--- Problem to work on ---
Only these lines are needed: the first line of the entries below through the line with "if kind == SpawnKind::RampCombo", each returned exactly.

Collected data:
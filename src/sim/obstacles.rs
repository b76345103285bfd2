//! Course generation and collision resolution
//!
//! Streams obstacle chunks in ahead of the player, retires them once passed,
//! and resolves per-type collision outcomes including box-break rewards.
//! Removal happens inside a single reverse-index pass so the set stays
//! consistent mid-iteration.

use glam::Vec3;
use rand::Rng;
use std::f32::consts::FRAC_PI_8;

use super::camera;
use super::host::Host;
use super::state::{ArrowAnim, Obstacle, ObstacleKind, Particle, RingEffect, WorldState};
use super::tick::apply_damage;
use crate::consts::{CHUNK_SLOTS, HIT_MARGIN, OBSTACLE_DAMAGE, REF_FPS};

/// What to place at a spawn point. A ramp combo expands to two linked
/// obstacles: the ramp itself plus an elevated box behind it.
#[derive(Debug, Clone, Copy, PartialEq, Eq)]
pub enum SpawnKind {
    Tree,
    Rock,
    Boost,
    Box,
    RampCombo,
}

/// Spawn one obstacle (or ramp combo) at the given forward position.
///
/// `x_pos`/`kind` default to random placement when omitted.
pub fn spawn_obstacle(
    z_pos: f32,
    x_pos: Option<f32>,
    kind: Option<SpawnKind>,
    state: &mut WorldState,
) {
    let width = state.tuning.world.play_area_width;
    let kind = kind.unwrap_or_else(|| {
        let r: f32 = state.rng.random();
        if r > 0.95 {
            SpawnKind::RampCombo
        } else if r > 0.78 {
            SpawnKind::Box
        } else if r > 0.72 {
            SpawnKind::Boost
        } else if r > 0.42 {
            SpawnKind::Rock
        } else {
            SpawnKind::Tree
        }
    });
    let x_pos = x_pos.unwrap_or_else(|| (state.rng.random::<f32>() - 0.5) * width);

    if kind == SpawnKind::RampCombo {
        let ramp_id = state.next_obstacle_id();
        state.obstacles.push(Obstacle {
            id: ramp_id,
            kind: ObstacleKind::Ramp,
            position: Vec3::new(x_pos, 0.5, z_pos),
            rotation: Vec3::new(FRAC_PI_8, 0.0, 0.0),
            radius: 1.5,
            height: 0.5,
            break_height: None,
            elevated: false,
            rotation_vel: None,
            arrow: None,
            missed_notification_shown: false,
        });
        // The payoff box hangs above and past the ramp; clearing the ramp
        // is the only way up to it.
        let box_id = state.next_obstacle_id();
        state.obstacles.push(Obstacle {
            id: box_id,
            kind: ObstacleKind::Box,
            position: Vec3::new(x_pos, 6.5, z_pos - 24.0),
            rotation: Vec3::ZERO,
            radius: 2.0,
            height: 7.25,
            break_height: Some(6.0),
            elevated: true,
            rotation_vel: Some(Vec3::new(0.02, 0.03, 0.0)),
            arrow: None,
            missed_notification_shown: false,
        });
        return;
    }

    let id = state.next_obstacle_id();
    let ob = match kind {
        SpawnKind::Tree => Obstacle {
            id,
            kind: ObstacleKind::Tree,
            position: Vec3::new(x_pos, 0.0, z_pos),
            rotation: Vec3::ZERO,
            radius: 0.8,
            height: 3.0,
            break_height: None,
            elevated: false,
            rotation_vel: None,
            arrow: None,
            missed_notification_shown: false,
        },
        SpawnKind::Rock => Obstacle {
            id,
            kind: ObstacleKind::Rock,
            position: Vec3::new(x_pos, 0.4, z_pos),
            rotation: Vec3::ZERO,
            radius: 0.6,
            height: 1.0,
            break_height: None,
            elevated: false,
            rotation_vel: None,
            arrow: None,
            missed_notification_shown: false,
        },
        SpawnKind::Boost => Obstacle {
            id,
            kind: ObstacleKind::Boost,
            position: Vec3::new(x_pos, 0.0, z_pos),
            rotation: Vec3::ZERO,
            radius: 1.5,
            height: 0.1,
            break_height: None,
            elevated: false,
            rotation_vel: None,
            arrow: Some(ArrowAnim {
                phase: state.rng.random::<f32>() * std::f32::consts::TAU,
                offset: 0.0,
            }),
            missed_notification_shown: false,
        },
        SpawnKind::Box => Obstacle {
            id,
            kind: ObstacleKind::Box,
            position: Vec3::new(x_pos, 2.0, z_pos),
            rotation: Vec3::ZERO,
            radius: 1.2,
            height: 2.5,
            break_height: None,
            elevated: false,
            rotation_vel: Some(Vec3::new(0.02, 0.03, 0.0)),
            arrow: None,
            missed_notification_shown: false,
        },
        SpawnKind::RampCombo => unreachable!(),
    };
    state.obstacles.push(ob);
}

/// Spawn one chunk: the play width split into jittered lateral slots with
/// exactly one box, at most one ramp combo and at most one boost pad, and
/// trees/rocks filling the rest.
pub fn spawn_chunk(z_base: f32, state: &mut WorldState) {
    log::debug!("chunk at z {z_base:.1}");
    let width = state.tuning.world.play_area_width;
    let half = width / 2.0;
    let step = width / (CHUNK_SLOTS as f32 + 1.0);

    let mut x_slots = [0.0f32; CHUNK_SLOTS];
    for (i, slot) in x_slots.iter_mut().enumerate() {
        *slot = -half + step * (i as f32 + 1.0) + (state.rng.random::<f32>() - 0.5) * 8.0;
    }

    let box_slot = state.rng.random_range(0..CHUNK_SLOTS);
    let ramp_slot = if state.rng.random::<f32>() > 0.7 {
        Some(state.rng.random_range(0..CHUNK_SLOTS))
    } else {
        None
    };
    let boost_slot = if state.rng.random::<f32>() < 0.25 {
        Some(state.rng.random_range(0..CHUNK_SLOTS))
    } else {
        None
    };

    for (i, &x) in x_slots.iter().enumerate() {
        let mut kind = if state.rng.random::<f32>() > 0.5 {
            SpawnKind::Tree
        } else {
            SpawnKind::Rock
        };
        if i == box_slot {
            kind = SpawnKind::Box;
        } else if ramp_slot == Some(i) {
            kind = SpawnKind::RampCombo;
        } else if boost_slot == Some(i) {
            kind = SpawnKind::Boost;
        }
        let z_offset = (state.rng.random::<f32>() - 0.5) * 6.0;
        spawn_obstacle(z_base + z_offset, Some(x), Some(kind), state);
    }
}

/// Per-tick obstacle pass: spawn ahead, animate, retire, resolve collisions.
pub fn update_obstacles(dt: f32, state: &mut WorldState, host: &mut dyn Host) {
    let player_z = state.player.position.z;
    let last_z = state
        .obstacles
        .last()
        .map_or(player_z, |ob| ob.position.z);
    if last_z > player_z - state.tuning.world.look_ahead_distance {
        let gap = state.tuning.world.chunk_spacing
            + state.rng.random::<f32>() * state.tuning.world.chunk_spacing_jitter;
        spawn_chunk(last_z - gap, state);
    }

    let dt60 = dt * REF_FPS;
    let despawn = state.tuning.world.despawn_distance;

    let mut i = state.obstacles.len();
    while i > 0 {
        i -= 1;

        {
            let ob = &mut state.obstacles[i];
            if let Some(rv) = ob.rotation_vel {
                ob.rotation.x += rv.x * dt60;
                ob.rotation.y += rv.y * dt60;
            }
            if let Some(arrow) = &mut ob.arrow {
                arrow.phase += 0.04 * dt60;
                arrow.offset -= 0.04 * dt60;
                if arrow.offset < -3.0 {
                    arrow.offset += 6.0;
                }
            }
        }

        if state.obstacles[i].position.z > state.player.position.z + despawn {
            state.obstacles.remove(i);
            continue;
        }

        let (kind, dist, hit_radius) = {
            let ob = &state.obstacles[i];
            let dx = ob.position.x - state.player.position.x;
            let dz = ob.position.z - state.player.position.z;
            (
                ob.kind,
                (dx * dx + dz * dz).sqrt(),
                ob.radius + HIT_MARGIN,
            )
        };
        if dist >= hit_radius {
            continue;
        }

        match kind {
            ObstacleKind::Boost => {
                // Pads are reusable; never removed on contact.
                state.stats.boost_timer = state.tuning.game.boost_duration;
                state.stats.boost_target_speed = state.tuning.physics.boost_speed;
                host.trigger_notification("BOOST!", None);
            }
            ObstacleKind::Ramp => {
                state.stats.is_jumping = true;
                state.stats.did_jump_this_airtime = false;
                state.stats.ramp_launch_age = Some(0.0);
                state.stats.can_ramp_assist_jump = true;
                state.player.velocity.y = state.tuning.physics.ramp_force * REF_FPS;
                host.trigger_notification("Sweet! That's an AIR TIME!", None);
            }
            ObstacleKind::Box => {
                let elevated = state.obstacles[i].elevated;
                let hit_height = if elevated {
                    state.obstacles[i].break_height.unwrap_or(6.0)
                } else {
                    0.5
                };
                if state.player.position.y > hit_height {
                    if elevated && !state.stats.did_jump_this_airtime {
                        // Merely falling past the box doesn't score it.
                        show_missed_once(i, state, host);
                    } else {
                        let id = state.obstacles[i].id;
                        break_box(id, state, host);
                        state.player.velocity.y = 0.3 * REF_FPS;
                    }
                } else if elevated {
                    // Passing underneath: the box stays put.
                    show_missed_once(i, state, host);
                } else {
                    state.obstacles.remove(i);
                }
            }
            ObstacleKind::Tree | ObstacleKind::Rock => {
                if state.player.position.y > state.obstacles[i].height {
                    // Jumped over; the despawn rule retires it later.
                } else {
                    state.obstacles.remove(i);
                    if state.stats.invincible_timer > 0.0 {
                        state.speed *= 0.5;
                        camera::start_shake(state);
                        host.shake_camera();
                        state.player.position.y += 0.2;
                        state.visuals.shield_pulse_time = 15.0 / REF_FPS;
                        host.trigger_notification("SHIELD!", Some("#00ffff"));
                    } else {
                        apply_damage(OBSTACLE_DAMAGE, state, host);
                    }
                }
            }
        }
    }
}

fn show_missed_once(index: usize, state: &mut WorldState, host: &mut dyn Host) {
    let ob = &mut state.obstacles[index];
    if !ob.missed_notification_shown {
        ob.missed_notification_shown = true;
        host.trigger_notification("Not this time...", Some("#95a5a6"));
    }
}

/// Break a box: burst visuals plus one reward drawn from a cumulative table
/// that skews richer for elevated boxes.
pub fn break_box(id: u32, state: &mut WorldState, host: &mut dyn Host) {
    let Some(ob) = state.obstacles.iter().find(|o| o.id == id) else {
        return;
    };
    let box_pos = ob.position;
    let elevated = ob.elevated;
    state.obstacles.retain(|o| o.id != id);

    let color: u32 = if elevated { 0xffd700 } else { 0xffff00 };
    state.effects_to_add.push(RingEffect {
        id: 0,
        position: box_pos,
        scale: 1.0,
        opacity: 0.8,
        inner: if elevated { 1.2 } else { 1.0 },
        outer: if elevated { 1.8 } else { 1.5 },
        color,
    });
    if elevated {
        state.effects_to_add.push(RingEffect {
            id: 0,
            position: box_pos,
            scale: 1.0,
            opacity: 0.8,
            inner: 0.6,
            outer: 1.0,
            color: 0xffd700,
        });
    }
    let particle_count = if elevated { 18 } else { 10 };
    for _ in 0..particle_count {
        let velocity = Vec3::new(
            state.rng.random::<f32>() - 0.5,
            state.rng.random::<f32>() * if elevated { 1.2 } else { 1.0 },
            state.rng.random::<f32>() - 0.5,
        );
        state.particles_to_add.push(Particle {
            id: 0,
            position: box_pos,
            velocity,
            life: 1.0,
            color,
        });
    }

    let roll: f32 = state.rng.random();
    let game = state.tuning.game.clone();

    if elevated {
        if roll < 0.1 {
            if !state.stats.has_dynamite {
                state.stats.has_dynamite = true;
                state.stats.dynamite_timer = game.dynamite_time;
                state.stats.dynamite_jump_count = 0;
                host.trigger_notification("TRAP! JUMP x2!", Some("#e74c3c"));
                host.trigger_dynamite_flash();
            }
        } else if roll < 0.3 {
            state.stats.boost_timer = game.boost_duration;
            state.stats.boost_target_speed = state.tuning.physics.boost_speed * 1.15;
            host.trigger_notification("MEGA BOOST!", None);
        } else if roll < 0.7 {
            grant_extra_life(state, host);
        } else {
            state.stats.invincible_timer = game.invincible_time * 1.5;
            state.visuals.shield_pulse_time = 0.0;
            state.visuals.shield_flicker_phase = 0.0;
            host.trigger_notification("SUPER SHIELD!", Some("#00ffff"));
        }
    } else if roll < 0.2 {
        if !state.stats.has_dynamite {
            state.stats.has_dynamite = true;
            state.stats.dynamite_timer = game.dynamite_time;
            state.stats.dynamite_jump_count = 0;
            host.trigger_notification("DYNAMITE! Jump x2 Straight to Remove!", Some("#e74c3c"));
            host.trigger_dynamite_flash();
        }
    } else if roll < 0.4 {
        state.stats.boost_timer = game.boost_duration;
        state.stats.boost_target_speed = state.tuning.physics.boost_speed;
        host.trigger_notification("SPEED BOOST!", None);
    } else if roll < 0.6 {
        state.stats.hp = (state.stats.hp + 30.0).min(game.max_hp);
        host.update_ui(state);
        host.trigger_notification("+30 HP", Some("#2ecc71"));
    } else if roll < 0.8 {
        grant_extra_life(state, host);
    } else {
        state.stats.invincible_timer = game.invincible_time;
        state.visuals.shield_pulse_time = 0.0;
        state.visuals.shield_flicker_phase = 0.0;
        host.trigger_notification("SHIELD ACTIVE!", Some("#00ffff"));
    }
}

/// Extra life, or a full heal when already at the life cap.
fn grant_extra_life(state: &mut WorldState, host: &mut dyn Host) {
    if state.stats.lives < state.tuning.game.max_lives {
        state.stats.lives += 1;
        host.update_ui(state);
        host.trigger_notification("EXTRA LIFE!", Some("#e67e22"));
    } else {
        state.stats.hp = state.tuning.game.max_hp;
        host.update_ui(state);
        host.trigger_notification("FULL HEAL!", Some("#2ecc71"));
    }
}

--- Result of the exercise ---
filename src/sim/obstacles.rs
repository b76345103285bfd2
//! Course generation and collision resolution
//!
//! Streams obstacle chunks in ahead of the player, retires them once passed,
//! and resolves per-type collision outcomes including box-break rewards.
//! Removal happens inside a single reverse-index pass so the set stays
//! consistent mid-iteration.

use glam::Vec3;
use rand::Rng;
use std::f32::consts::FRAC_PI_8;

use super::camera;
use super::host::Host;
use super::state::{ArrowAnim, Obstacle, ObstacleKind, Particle, RingEffect, WorldState};
use super::tick::apply_damage;
use crate::consts::{CHUNK_SLOTS, HIT_MARGIN, OBSTACLE_DAMAGE, REF_FPS};

/// What to place at a spawn point. A ramp combo expands to two linked
/// obstacles: the ramp itself plus an elevated box behind it.
#[derive(Debug, Clone, Copy, PartialEq, Eq)]
pub enum SpawnKind {
    Tree,
    Rock,
    Boost,
    Box,
    RampCombo,
}

/// Spawn one obstacle (or ramp combo) at the given forward position.
///
/// `x_pos`/`kind` default to random placement when omitted.
pub fn spawn_obstacle(
    z_pos: f32,
    x_pos: Option<f32>,
    kind: Option<SpawnKind>,
    state: &mut WorldState,
) {
    let width = state.tuning.world.play_area_width;
    let kind = kind.unwrap_or_else(|| {
        let r: f32 = state.rng.random();
        if r > 0.95 {
            SpawnKind::RampCombo
        } else if r > 0.78 {
            SpawnKind::Box
        } else if r > 0.72 {
            SpawnKind::Boost
        } else if r > 0.42 {
            SpawnKind::Rock
        } else {
            SpawnKind::Tree
        }
    });
    let x_pos = x_pos.unwrap_or_else(|| (state.rng.random::<f32>() - 0.5) * width);

    if kind == SpawnKind::RampCombo {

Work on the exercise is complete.